PAR Gérald Vidamment, Mardi 2 Juin 2020



La photo de rue réserve de bien belles surprises à qui sait observer. Ce samedi-là, Arié Botbol sut saisir le spectacle qui s'offrait à tous, mais auquel lui seul assista. Un spectacle figé, un instant suspendu, "à la manière des Joueurs de cartes de Cézanne ou d’une mélancolique toile d’Edward Hopper", laisse échapper Arié. La comparaison croisée fait mouche, nous faisant étrangement basculer d'un siècle à l'autre, tantôt en 1890, tantôt au début des années 40.

Recontextualisons. Nous sommes le 23 mai 2020, sur la promenade des Anglais, non loin du numéro trente-sept où s'érige le prestigieux hôtel Le Negresco, lieu de rendez-vous de la jet society internationale depuis 1913. Ayant grandi à Nice à la fin des années soixante, Arié est revenu quelques années plus tard dans le Pays niçois où il exerce désormais en tant que photojournaliste au studio Hans Lucas. Comme souvent depuis la fin du confinement, le photographe prend plaisir à sillonner l'une des plus belles avenues du monde longeant le bord de mer. Il s'arrête alors brusquement à la hauteur d'un groupe de six personnes âgées, se tenant assises sur deux bancs de couleur blanche. "Période de déconfinement oblige, ils portent des masques et conversent entre eux. Enfin, plus précisément, trois d’entre eux sont équipés de masques et se tiennent à bonne distance, dans une symétrie triangulaire. Les trois autres protagonistes n’en portent pas et sont plus proches les uns des autres", me raconte Arié. "Cette répartition est sans doute assez représentative du respect des gestes barrières imposés par la crise sanitaire qui touche la planète. Les nouveaux comportement sociaux, même entre amis, sont impactés par ces nouvelles règles."
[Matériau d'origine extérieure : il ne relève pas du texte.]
impl SpoofModule for StorageSpoof {
    fn name(&self) -> &'static str {
        "storage"
    }

    fn contexts(&self) -> &'static [ScriptContext] {
        ScriptContext::ALL
    }

    fn script(&self, input: &ScriptInput<'_>) -> ScriptResult {
        Ok(format!(
            "const QUOTA = {};\n{}",
            input.profile.advanced_apis.storage_quota, STORAGE_JS
        ))
    }
}

const STORAGE_JS: &str = r#"
if (typeof StorageManager !== 'undefined') {
    camo.patchMethod(StorageManager.prototype, 'estimate', function(original, args) {
        return Reflect.apply(original, this, args).then(function(estimate) {
            const result = Object.assign({}, estimate);
            result.quota = QUOTA;
            if (result.usage > QUOTA) result.usage = 0;
            return result;
        });
    });
}
"#;

/// `performance.now` resolution.
#[derive(Debug, Clone, Copy, Default)]
pub struct PerformanceSpoof;

impl PerformanceSpoof {
    /// `performance.now()` as reported for a raw timestamp.
    pub fn quantize(now_ms: f64, precision_ms: f64) -> f64 {
        if precision_ms <= 0.0 {
            return now_ms;
        }
        (now_ms / precision_ms).floor() * precision_ms
    }
}

impl SpoofModule for PerformanceSpoof {
    fn name(&self) -> &'static str {
        "performance"
    }

    fn contexts(&self) -> &'static [ScriptContext] {
        ScriptContext::ALL
    }

    fn script(&self, input: &ScriptInput<'_>) -> ScriptResult {
        let precision = input.profile.advanced_apis.performance.timer_precision_ms;
        if precision <= 0.0 {
            return Ok(String::new());
        }
        Ok(format!(
            "const PRECISION_MS = {};\nif (typeof Performance !== 'undefined') {{\n    camo.patchMethod(Performance.prototype, 'now', function(original, args) {{\n        const t = Reflect.apply(original, this, args);\n        return Math.floor(t / PRECISION_MS) * PRECISION_MS;\n    }});\n}}\n",
            js_number(precision)
        ))
    }
}
//! # KI-Fingerprint
//!
//! Consistent, per-account browser fingerprints and the JavaScript that
//! makes a page see them.
//!
//! KI-Fingerprint generates realistic fingerprint profiles from a corpus of
//! real-world hardware configurations, checks them for cross-surface
//! consistency, and compiles them into injection scripts for pages, iframes
//! and workers. Every overridden property is camouflaged so it still looks
//! native to introspection.
//!
//! ## Features
//!
//! - **Profile Generation**: Weighted picks from a hardware corpus with OS/browser/GPU coherence
//! - **Consistency Validation**: Errors and warnings with suggested repairs
//! - **Deterministic Noise**: Seeded canvas, audio, WebGL and client-rect perturbation
//! - **Script Injection**: Page, preload, iframe and worker scripts with caching
//! - **Templates**: Reusable profiles persisted as JSON documents
//! - **Seed Management**: Noise seeds sealed at rest with AES-GCM
//! - **Self-Test**: Probe harness that checks a profile the way a detection page would
//!
//! ## Quick Start
//!
//! ```rust,no_run
//! use ki_fingerprint::prelude::*;
//! use ki_fingerprint::generator::GenerateOptions;
//!
//! #[tokio::main]
//! async fn main() -> anyhow::Result<()> {
//!     let settings = FingerprintSettings::default().with_seed_secret("correct horse battery");
//!     let service = FingerprintService::from_settings(&settings)?;
//!     service.initialize().await?;
//!
//!     service.generate_for_account("account-1", GenerateOptions::default());
//!     let script = service.injector_for("account-1", None)?.injection_script()?;
//!     println!("{} bytes of injection script", script.len());
//!     Ok(())
//! }
//! ```
//!
//! ## Module Overview
//!
//! - [`profile`]: The profile data model, OS catalog and consistency validator
//! - [`corpus`]: Real-world hardware configurations to generate from
//! - [`generator`]: Profile generation and repair
//! - [`noise`]: Seeded noise primitives
//! - [`seed`]: Noise seed generation, sealing and rotation
//! - [`stealth`]: Spoofing modules and the camouflage runtime
//! - [`injector`]: Script assembly, caching and worker interception
//! - [`template`]: Template CRUD over a pluggable store
//! - [`selftest`]: Detection probes and reports
//! - [`service`]: Per-account profile management
//! - [`config`]: Configuration loading and management
//!
//! ## Architecture
//!
//! ```text
//! ┌─────────────────────────────────────────────────────────────────┐
//! │                       FingerprintService                        │
//! ├─────────────────────────────────────────────────────────────────┤
//! │  ┌──────────┐  ┌──────────┐  ┌──────────┐  ┌──────────┐         │
//! │  │  Corpus  │─▶│Generator │  │ Template │  │   Seed   │         │
//! │  └──────────┘  └────┬─────┘  └────┬─────┘  └────┬─────┘         │
//! │                     └─────────────┼─────────────┘               │
//! │                             ┌─────┴─────┐                       │
//! │                             │  Profile  │                       │
//! │                             └─────┬─────┘                       │
//! │                   ┌───────────────┼───────────────┐             │
//! │             ┌─────┴─────┐   ┌─────┴─────┐   ┌─────┴─────┐       │
//! │             │ Injector  │◀──│  Stealth  │   │ Self-Test │       │
//! │             └───────────┘   └───────────┘   └───────────┘       │
//! └─────────────────────────────────────────────────────────────────┘
//! ```
//!
//! ## Configuration
//!
//! Configuration follows a precedence chain:
//! 1. Default values
//! 2. Configuration file (TOML/JSON)
//! 3. Environment variables (`KI_FINGERPRINT_*`)
//! 4. CLI arguments
//!
//! See [`config::FingerprintSettings`] for all available options.

/// Library version
pub const VERSION: &str = env!("CARGO_PKG_VERSION");

/// Library name
pub const NAME: &str = env!("CARGO_PKG_NAME");

/// Full version string with name
pub const FULL_VERSION: &str = concat!(env!("CARGO_PKG_NAME"), " v", env!("CARGO_PKG_VERSION"));

// ============================================================================
// Module Exports
// ============================================================================

/// Configuration management for loading settings from files, env, and CLI.
pub mod config;

/// Real-world hardware configurations profiles are generated from.
pub mod corpus;

/// Profile generation and repair.
pub mod generator;

/// Script assembly, caching and worker interception.
pub mod injector;

/// Seeded noise primitives shared by every noisy surface.
pub mod noise;

/// The fingerprint profile model and its consistency rules.
pub mod profile;

/// Noise seed generation, sealing and rotation.
pub mod seed;

/// Detection probes and reports.
pub mod selftest;

/// Per-account profile management.
pub mod service;

/// Spoofing modules and the camouflage runtime.
pub mod stealth;

/// Reusable fingerprint templates.
pub mod template;

// ============================================================================
// Re-exports for Convenience
// ============================================================================

// Profile types
pub use profile::{
    BrowserType, ConsistencyValidator, FingerprintProfile, OsType, ProfileError, ValidationIssue,
    ValidationReport,
};

// Generation types
pub use corpus::{BuiltinCorpus, CorpusError, ProfileCorpus};
pub use generator::{FingerprintGenerator, GenerateOptions, GeneratorError};
pub use noise::{NoiseEngine, NoiseLevel};
pub use seed::{NoiseSeed, SeedError, SeedManager};

// Injection types
pub use injector::{Injector, InjectorError, InjectorOptions, WorkerInterceptor};
pub use stealth::{ScriptContext, SpoofModule};

// Template types
pub use template::{FingerprintTemplate, TemplateError, TemplateManager};

// Self-test types
pub use selftest::{ProbeCategory, TestReport, TestRunner};

// Service and config types
pub use config::{CliArgs, ConfigError, FingerprintSettings};
pub use service::{FingerprintService, ServiceError};

// ============================================================================
// Prelude Module
// ============================================================================

/// Prelude module for convenient imports.
///
/// ```rust
/// use ki_fingerprint::prelude::*;
/// ```
pub mod prelude {
    pub use crate::config::{CliArgs, FingerprintSettings};
    pub use crate::injector::{Injector, InjectorOptions};
    pub use crate::profile::{BrowserType, FingerprintProfile, OsType};
    pub use crate::selftest::{RunFilter, TestRunner};
    pub use crate::service::FingerprintService;
    pub use crate::{FULL_VERSION, NAME, VERSION};
}
fn timezone_offset_range(profile: &FingerprintProfile) -> anyhow::Result<ProbeOutcome> {
    let tz = &profile.timezone;
    if tz.mode == OverrideMode::Real {
        return Ok(ProbeOutcome::skipped("timezone mode real"));
    }
    let minutes = timezone_offset_minutes(tz.offset);
    ensure!(minutes == -tz.offset, "offset sign not inverted");
    Ok(ProbeOutcome::check(
        (-840..=720).contains(&minutes),
        "getTimezoneOffset in -840..=720",
        minutes,
    ))
}

fn timezone_name_valid(profile: &FingerprintProfile) -> anyhow::Result<ProbeOutcome> {
    let name = profile.timezone.name.as_str();
    let valid = name == "UTC" || (name.contains('/') && !name.contains(' '));
    Ok(ProbeOutcome::check(valid, "IANA zone name", name))
}

pub(super) fn leaks_address(profile: &FingerprintProfile, address: &str) -> anyhow::Result<ProbeOutcome> {
    let webrtc = &profile.webrtc;
    match webrtc.mode {
        WebRtcMode::Real => return Ok(ProbeOutcome::skipped("webrtc mode real")),
        WebRtcMode::Disable => return Ok(ProbeOutcome::skipped("RTCPeerConnection removed")),
        WebRtcMode::Replace => {}
    }
    if webrtc.whitelist.iter().any(|w| w == address) || webrtc.local_ip == address {
        return Ok(ProbeOutcome::skipped(format!("{} is allowed", address)));
    }

    let sdp = format!(
        "v=0\r\nc=IN IP4 {0}\r\na=candidate:842163049 1 udp 1677729535 {0} 53705 typ host generation 0\r\n",
        address
    );
    let rewritten = rewrite_sdp(&sdp, webrtc);
    Ok(ProbeOutcome::check(
        !rewritten.contains(address),
        format!("{} absent", address),
        rewritten,
    ))
}

fn webrtc_private_ip_hidden(profile: &FingerprintProfile) -> anyhow::Result<ProbeOutcome> {
    leaks_address(profile, "10.13.37.21")
}

fn navigator_to_string_tag(profile: &FingerprintProfile) -> anyhow::Result<ProbeOutcome> {
    Ok(ProbeOutcome::compare(
        "[object Navigator]",
        spoofed_navigator(profile).to_string_tag(),
    ))
}
impl Injector {
    /// Parses `profile_json` and prepares an empty cache.
    pub fn new(profile_json: &Value, options: InjectorOptions) -> Result<Self, InjectorError> {
        let profile = parse_profile(profile_json)?;
        let mut injector = Self {
            raw: profile_json.clone(),
            profile,
            options,
            modules: builtin_modules(),
            validator: ConsistencyValidator::new(),
            seeds: None,
            noise_seed: None,
            seed_problem: None,
            cache: Mutex::new(HashMap::new()),
            generation_time: Mutex::new(None),
        };
        injector.resolve_seed();
        Ok(injector)
    }

    /// Opens encrypted seeds with `seeds`.
    pub fn with_seed_manager(mut self, seeds: Arc<SeedManager>) -> Self {
        self.seeds = Some(seeds);
        self.resolve_seed();
        self
    }

    pub fn with_validator(mut self, validator: ConsistencyValidator) -> Self {
        self.validator = validator;
        self
    }

    fn resolve_seed(&mut self) {
        self.seed_problem = None;
        self.noise_seed = match (&self.profile.noise_seed, &self.seeds) {
            (None, _) => None,
            (Some(seed), _) if seed.plain_value().is_some() => seed.plain_value(),
            (Some(_), None) => {
                self.seed_problem = Some("encrypted seed but no seed manager".to_string());
                None
            }
            (Some(_), Some(seeds)) => match seeds.open_profile_seed(&self.profile) {
                Ok(seed) => seed,
                Err(e) => {
                    warn!(profile = %self.profile.id, error = %e, "Cannot open noise seed");
                    self.seed_problem = Some(e.to_string());
                    None
                }
            },
        };
    }

    pub fn profile(&self) -> &FingerprintProfile {
        &self.profile
    }

    pub fn options(&self) -> &InjectorOptions {
        &self.options
    }

    /// Cleartext seed the noise modules use, if any.
    pub fn noise_seed(&self) -> Option<u32> {
        self.noise_seed
    }

    /// Duration of the last cold generation; `None` before the first.
    pub fn generation_time(&self) -> Option<Duration> {
        *self.generation_time.lock()
    }

    /// Page (main world) script.
    pub fn injection_script(&self) -> Result<String, InjectorError> {
        self.cached(CacheKey::Page)
    }

    /// Script for the preload stage, before any page script runs.
    pub fn preload_script(&self) -> Result<String, InjectorError> {
        self.cached(CacheKey::Preload)
    }

    pub fn iframe_script(&self, options: IframeOptions) -> Result<String, InjectorError> {
        self.cached(CacheKey::Iframe(options))
    }

    pub fn worker_script(&self, options: WorkerScriptOptions) -> Result<String, InjectorError> {
        self.cached(CacheKey::Worker(options))
    }

    /// Drops every memoized script.
    pub fn clear_cache(&self) {
        self.cache.lock().clear();
    }

    /// Number of memoized scripts.
    pub fn cached_scripts(&self) -> usize {
        self.cache.lock().len()
    }

    /// Deep-merges `partial` into the profile and invalidates the cache.
    ///
    /// On failure the previous profile stays in effect.
    pub fn update_config(&mut self, partial: &Value) -> Result<(), InjectorError> {
        if !partial.is_object() {
            return Err(InjectorError::Construction(format!(
                "expected a partial profile object, got {}",
                kind_of(partial)
            )));
        }
        let mut merged = self.raw.clone();
        deep_merge(&mut merged, partial);
        let profile = parse_profile(&merged)?;
        self.raw = merged;
        self.profile = profile;
        self.resolve_seed();
        self.clear_cache();
        debug!(profile = %self.profile.id, "Injector configuration updated");
        Ok(())
    }

    fn cached(&self, key: CacheKey) -> Result<String, InjectorError> {
        if let Some(hit) = self.cache.lock().get(&key) {
            return Ok(hit.to_string());
        }

        let started = Instant::now();
        let script = self.compile(key)?;
        let elapsed = started.elapsed();
        *self.generation_time.lock() = Some(elapsed);
        if elapsed > self.options.performance_budget {
            warn!(
                context = ?key,
                elapsed_ms = elapsed.as_secs_f64() * 1000.0,
                budget_ms = self.options.performance_budget.as_millis() as u64,
                "Script generation exceeded performance budget"
            );
        }

        let script: Arc<str> = Arc::from(script);
        self.cache.lock().insert(key, Arc::clone(&script));
        Ok(script.to_string())
    }

    fn compile(&self, key: CacheKey) -> Result<String, InjectorError> {
        let context = match key {
            CacheKey::Page => ScriptContext::Page,
            CacheKey::Preload => ScriptContext::Preload,
            CacheKey::Iframe(_) => ScriptContext::Iframe,
            CacheKey::Worker(_) => ScriptContext::Worker,
        };

        let mut body = String::new();
        if let CacheKey::Iframe(options) = key {
            if options.same_origin_only {
                body.push_str("try { void window.parent.document; } catch (e) { return; }\n");
            }
        }
        body.push_str(&self.modules_body(context)?);

        // Every window realm can construct workers, frames included.
        if !context.is_worker() && self.options.include_worker_interceptor {
            let bootstrap = self.compile(CacheKey::Worker(WorkerScriptOptions::default()))?;
            let interceptor = WorkerInterceptor::with_bootstrap(bootstrap);
            body.push_str(&guarded("worker_interceptor", &interceptor.script()?));
        }
        if matches!(key, CacheKey::Page | CacheKey::Preload) && self.options.include_iframe_protection {
            let frame = self.compile(CacheKey::Iframe(IframeOptions::default()))?;
            body.push_str(&guarded(
                "iframe_protection",
                &format!("const IFRAME_SCRIPT = {};\n{}", js_literal(&frame)?, IFRAME_PROTECTION_JS),
            ));
        }

        let script = iife(&body);
        Ok(if self.options.minify { minify(&script) } else { script })
    }

    fn modules_body(&self, context: ScriptContext) -> Result<String, InjectorError> {
        let input = ScriptInput::new(&self.profile, self.noise_seed, context);
        let global = if context.is_worker() { "self" } else { "window" };

        let mut body = format!(
            "const GUARD = Symbol.for('__fp_applied');\nif ({0}[GUARD]) return;\nObject.defineProperty({0}, GUARD, {{ value: true }});\nconst PROFILE = Object.freeze({1});\nconst CONTEXT = {2};\n",
            global,
            js_literal(&self.profile.without_identity())?,
            js_string(context.as_str())
        );
        body.push_str(RUNTIME);
        for module in self.modules.iter().filter(|m| m.applies_to(context)) {
            let js = module.script(&input)?;
            if !js.is_empty() {
                body.push_str(&guarded(module.name(), &js));
            }
        }
        Ok(body)
    }

    /// Consistency validation plus injector concerns.
    pub fn validate(&self) -> ValidationReport {
        let mut report = self.validator.validate(&self.profile);
        let webgl = &self.profile.webgl;

        if webgl.mode == WebGlMode::Custom {
            for (field, value) in [
                ("webgl.vendor", &webgl.vendor),
                ("webgl.renderer", &webgl.renderer),
                ("webgl.unmaskedVendor", &webgl.unmasked_vendor),
                ("webgl.unmaskedRenderer", &webgl.unmasked_renderer),
            ] {
                if value.trim().is_empty() {
                    report.errors.push(ValidationIssue::new(
                        field,
                        "custom WebGL mode requires a value",
                        json!(value),
                    ));
                }
            }
        }

        let noisy = self.profile.canvas.mode == NoiseMode::Noise
            || self.profile.audio.mode == NoiseMode::Noise
            || self.profile.client_rects.mode == NoiseMode::Noise
            || webgl.mode == WebGlMode::Noise;
        if noisy && self.noise_seed.is_none() {
            let reason = match &self.seed_problem {
                Some(problem) => format!("noise mode enabled but the seed cannot be opened: {}", problem),
                None => "noise mode enabled without a noise seed; noise is skipped".to_string(),
            };
            report
                .warnings
                .push(ValidationIssue::new("noiseSeed", reason, Value::Null));
        }

        report.valid = report.errors.is_empty();
        report
    }

    /// Names of the compiled-in spoof modules.
    pub fn available_modules() -> Vec<&'static str> {
        module_names()
    }

    pub fn has_module(name: &str) -> bool {
        module_names().contains(&name)
    }

    /// One self-contained page script for `profile_json` with default options.
    pub fn create_standalone_script(profile_json: &Value) -> Result<String, InjectorError> {
        Injector::new(profile_json, InjectorOptions::default())?.injection_script()
    }
}
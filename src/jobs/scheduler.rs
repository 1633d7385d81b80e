//! # Scheduler collaborator seam.
//!
//! The core never drives timers itself; it hands each [`JobSpec`] to a
//! [`Scheduler`] and retains the returned [`JobHandle`] in the runtime table.
//! The built-in implementation is [`CronScheduler`](crate::CronScheduler);
//! tests substitute their own.

use tokio_util::sync::CancellationToken;

use crate::error::ScheduleError;
use crate::jobs::spec::JobSpec;

/// Installs job specifications into a live timer source.
pub trait Scheduler: Send + Sync + 'static {
    /// Installs the job and returns its cancel handle.
    ///
    /// Installation validates the pattern; per-job failures are reported via
    /// [`ScheduleError`] and never block installing other jobs.
    fn install(&self, spec: &JobSpec) -> Result<JobHandle, ScheduleError>;
}

/// Cancel handle for an active scheduled job.
///
/// Cancellation is cooperative: the scheduler's driver loop observes the
/// token and stops firing. Dropping the handle does **not** cancel the job.
#[derive(Debug, Clone)]
pub struct JobHandle {
    token: CancellationToken,
}

impl JobHandle {
    /// Creates a handle around the job's cancellation token.
    pub fn new(token: CancellationToken) -> Self {
        Self { token }
    }

    /// Stops the job. Idempotent: cancelling twice is a no-op.
    pub fn cancel(&self) {
        self.token.cancel();
    }

    /// Whether the job has been cancelled.
    pub fn is_cancelled(&self) -> bool {
        self.token.is_cancelled()
    }
}

#[cfg(test)]
mod tests {
    use super::*;

    #[test]
    fn test_cancel_is_idempotent() {
        let handle = JobHandle::new(CancellationToken::new());
        assert!(!handle.is_cancelled());
        handle.cancel();
        handle.cancel();
        assert!(handle.is_cancelled());
    }
}
//! Function-backed job (`JobFn`)
//!
//! [`JobFn`] wraps a closure `F: Fn() -> Fut`, producing a fresh future per
//! firing. Shared state between firings must be captured as an explicit
//! `Arc<...>` inside the closure.

use std::future::Future;
use std::sync::Arc;

use async_trait::async_trait;

use crate::error::OpError;
use crate::jobs::job::Job;

/// Function-backed job implementation.
pub struct JobFn<F> {
    f: F,
}

impl<F> JobFn<F> {
    /// Creates a new function-backed job.
    pub fn new(f: F) -> Self {
        Self { f }
    }

    /// Creates the job and returns it as a shared handle (`Arc<dyn Job>`).
    pub fn arc(f: F) -> Arc<Self> {
        Arc::new(Self::new(f))
    }
}

#[async_trait]
impl<F, Fut> Job for JobFn<F>
where
    F: Fn() -> Fut + Send + Sync + 'static,
    Fut: Future<Output = Result<(), OpError>> + Send + 'static,
{
    async fn run(&self) -> Result<(), OpError> {
        (self.f)().await
    }
}
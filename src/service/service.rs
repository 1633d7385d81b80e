//! # External service collaborator seam.
//!
//! The core does not implement HTTP semantics. It calls into a [`Service`]
//! at fixed points of the lifecycle and expects the collaborator to own the
//! actual listener and its I/O loop:
//!
//! ```text
//! Initialization ──► register_health()
//! WrapUp         ──► serve_static(..) per configured mount
//!                    register_fallback(Fallback)
//!                    listen(port)          (info logged once on success)
//! ```

use std::path::Path;

use async_trait::async_trait;

use crate::error::OpError;
use crate::service::fallback::Fallback;

/// Contract for the externally-owned server.
#[async_trait]
pub trait Service: Send + Sync + 'static {
    /// Registers the baseline health-check endpoint.
    async fn register_health(&self) -> Result<(), OpError>;

    /// Registers a static mount rooted at `path`.
    async fn serve_static(&self, path: &Path) -> Result<(), OpError>;

    /// Installs the terminal fallback for unmatched requests.
    async fn register_fallback(&self, fallback: Fallback) -> Result<(), OpError>;

    /// Starts listening on `port`. Resolves once the listener is accepting.
    async fn listen(&self, port: u16) -> Result<(), OpError>;
}

/// Service that accepts every call and does nothing.
///
/// The default collaborator for headless deployments and tests; a real
/// deployment substitutes an adapter over its HTTP stack.
pub struct NullService;

#[async_trait]
impl Service for NullService {
    async fn register_health(&self) -> Result<(), OpError> {
        Ok(())
    }

    async fn serve_static(&self, _path: &Path) -> Result<(), OpError> {
        Ok(())
    }

    async fn register_fallback(&self, _fallback: Fallback) -> Result<(), OpError> {
        Ok(())
    }

    async fn listen(&self, _port: u16) -> Result<(), OpError> {
        Ok(())
    }
}
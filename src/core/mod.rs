//! # Lifecycle core - orchestrator, phases, and shutdown.
//!
//! This module provides the runtime driver:
//! - [`Orchestrator`] / [`OrchestratorBuilder`] - top-level lifecycle driver
//! - [`Phase`] / [`LifecycleState`] - the fixed phase order and run state
//! - [`Context`] - what phase operations see of the runtime
//! - [`ShutdownController`] / [`TerminationCause`] / [`ExitOutcome`] -
//!   explicit termination capability and its outcome
//! - [`signals`] - OS signal mapping onto termination causes

mod builder;
mod context;
mod orchestrator;
mod phases;
mod shutdown;

pub mod signals;

pub use builder::OrchestratorBuilder;
pub use context::Context;
pub use orchestrator::Orchestrator;
pub use phases::{LifecycleState, Phase};
pub use shutdown::{ExitOutcome, ShutdownController, TerminationCause};
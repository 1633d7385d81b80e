//! # Lazily-materialized on-disk secret store.
//!
//! The secret store keeps the sensitive subset of the configuration outside
//! the primary config source. On the first run it projects the declared keys
//! out of the in-memory config, persists them next to a source-control ignore
//! marker, and returns the config unchanged; on every later run it loads the
//! persisted mapping and merges it over the config (the secret always wins
//! for the keys it defines).
//!
//! ## Flow
//! ```text
//! resolve(descriptor, config)
//!     │
//!     ├─ secret file exists ──► parse mapping ──► deep_merge(config, loaded)
//!     │                             └─ parse failure → ConfigError::SecretCorrupt
//!     │
//!     └─ first run ──► create_dir_all(directory)        (races tolerated)
//!                      append filename to .gitignore
//!                      project descriptor.keys out of config
//!                      fill in descriptor.additional defaults
//!                      persist as pretty JSON
//!                      return config unchanged (not re-read this run)
//! ```
//!
//! ## Rules
//! - Exactly one of {load, create} happens per resolution.
//! - Missing keys in the projection are skipped, not errored.
//! - Filesystem failures are fatal to startup ([`ConfigError::SecretIo`]).
//! - A corrupt existing secret is fatal: once present it is authoritative.

use std::io::ErrorKind;
use std::path::PathBuf;

use serde::Deserialize;
use serde_json::{Map, Value};
use tokio::fs;
use tokio::io::AsyncWriteExt;

use crate::config::merge::deep_merge;
use crate::error::ConfigError;

/// Identifies which configuration subset is sensitive and where it lives.
///
/// Parsed once per process lifetime from the merged configuration's `secret`
/// section (the directory comes from `directories.secret` unless the section
/// carries its own).
#[derive(Debug, Clone, Deserialize)]
pub struct SecretDescriptor {
    /// Directory holding the secret file; created on first run.
    pub directory: PathBuf,
    /// File name of the persisted secret inside `directory`.
    pub filename: String,
    /// Key paths (dot-separated) to project out of the config on first run.
    #[serde(default)]
    pub keys: Vec<String>,
    /// Defaults written alongside the projection — sections such as datastore
    /// credentials that are not present in the config at all.
    #[serde(default)]
    pub additional: Map<String, Value>,
}

impl SecretDescriptor {
    /// Builds a descriptor from a merged configuration, or `None` when the
    /// config carries no usable `secret` section (the stage is then skipped).
    pub fn from_config(config: &Value) -> Option<Self> {
        let mut section = config.get("secret")?.as_object()?.clone();
        if !section.contains_key("directory") {
            let dir = config
                .pointer("/directories/secret")
                .and_then(Value::as_str)?;
            section.insert("directory".to_string(), Value::String(dir.to_string()));
        }
        serde_json::from_value(Value::Object(section)).ok()
    }

    /// Full path of the secret file.
    pub fn path(&self) -> PathBuf {
        self.directory.join(&self.filename)
    }
}

/// Loads or materializes the secret and returns the effective configuration.
///
/// See the module docs for the exact load/create semantics.
pub async fn resolve(descriptor: &SecretDescriptor, config: &Value) -> Result<Value, ConfigError> {
    let path = descriptor.path();

    match fs::metadata(&path).await {
        Ok(_) => load(&path, config).await,
        Err(e) if e.kind() == ErrorKind::NotFound => create(descriptor, &path, config).await,
        Err(e) => Err(ConfigError::SecretIo { path, source: e }),
    }
}

async fn load(path: &PathBuf, config: &Value) -> Result<Value, ConfigError> {
    let raw = fs::read_to_string(path)
        .await
        .map_err(|e| ConfigError::SecretIo {
            path: path.clone(),
            source: e,
        })?;

    let loaded: Value = serde_json::from_str(&raw).map_err(|e| ConfigError::SecretCorrupt {
        path: path.clone(),
        reason: e.to_string(),
    })?;
    if !loaded.is_object() {
        return Err(ConfigError::SecretCorrupt {
            path: path.clone(),
            reason: "secret root is not a mapping".to_string(),
        });
    }

    Ok(deep_merge(config, &loaded))
}

async fn create(
    descriptor: &SecretDescriptor,
    path: &PathBuf,
    config: &Value,
) -> Result<Value, ConfigError> {
    // create_dir_all treats an already-existing directory as success, which
    // also covers concurrent first-run races.
    fs::create_dir_all(&descriptor.directory)
        .await
        .map_err(|e| ConfigError::SecretIo {
            path: descriptor.directory.clone(),
            source: e,
        })?;

    append_ignore_marker(descriptor).await?;

    let mut doc = project(config, &descriptor.keys);
    for (key, val) in &descriptor.additional {
        doc.entry(key.clone()).or_insert_with(|| val.clone());
    }

    let text =
        serde_json::to_string_pretty(&Value::Object(doc)).map_err(|e| ConfigError::SecretIo {
            path: path.clone(),
            source: std::io::Error::new(ErrorKind::InvalidData, e),
        })?;
    fs::write(path, text)
        .await
        .map_err(|e| ConfigError::SecretIo {
            path: path.clone(),
            source: e,
        })?;

    // The freshly written secret is not re-read in the same run.
    Ok(config.clone())
}

/// Writes the ignore marker so the secret is excluded from source control.
async fn append_ignore_marker(descriptor: &SecretDescriptor) -> Result<(), ConfigError> {
    let marker = descriptor.directory.join(".gitignore");
    let mut file = fs::OpenOptions::new()
        .append(true)
        .create(true)
        .open(&marker)
        .await
        .map_err(|e| ConfigError::SecretIo {
            path: marker.clone(),
            source: e,
        })?;
    file.write_all(format!("{}\n", descriptor.filename).as_bytes())
        .await
        .map_err(|e| ConfigError::SecretIo {
            path: marker,
            source: e,
        })
}

/// Key-path projection: extracts the subset of `config` reachable via the
/// dot-separated `keys`, rebuilding the nesting. Missing keys are skipped.
fn project(config: &Value, keys: &[String]) -> Map<String, Value> {
    let mut out = Map::new();
    for key_path in keys {
        let parts: Vec<&str> = key_path.split('.').collect();
        let mut cursor = config;
        let mut found = true;
        for part in &parts {
            match cursor.get(part) {
                Some(next) => cursor = next,
                None => {
                    found = false;
                    break;
                }
            }
        }
        if found {
            insert_path(&mut out, &parts, cursor.clone());
        }
    }
    out
}

fn insert_path(map: &mut Map<String, Value>, parts: &[&str], value: Value) {
    match parts {
        [] => {}
        [leaf] => {
            map.insert((*leaf).to_string(), value);
        }
        [head, rest @ ..] => {
            let slot = map
                .entry((*head).to_string())
                .or_insert_with(|| Value::Object(Map::new()));
            if let Value::Object(inner) = slot {
                insert_path(inner, rest, value);
            }
        }
    }
}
La scène pourrait sembler fort commune en cette période de "libération" ; presque anecdotique. Et pourtant, elle capte notre attention, car elle questionne sur la réelle spontanéité de la situation. Arié lève alors immédiatement le doute : "Bien que l’on puisse penser, par la symétrie et la composition des personnages dans le cadre de mon 28 mm, qu'il s'agit là d'une mise en scène minutieusement préparée, je confirme que cette prise de vue a bien été réalisée sur le vif. Alors que je terminais une sortie photographique destinée à documenter le comportement des Niçois sur les plages dynamiques, j’ai immédiatement été saisi par la scène quasi théâtrale qui se jouait devant moi." On retrouve en effet les personnages de Cézanne - trois joueurs figuraient sur les premières versions des Joueurs de cartes, entourés de deux observateurs. Nez à nez, figés et chapeautés. "La ligne d’horizon à hauteur des chapeaux, les ombres au sol à la manière d’un cadran solaire, et les couleurs pastels des vêtements contribuent à l’équilibre de la photographie. La présence du pigeon venant se raidir entre deux raies d’ombre est un joli cadeau", complète Arié.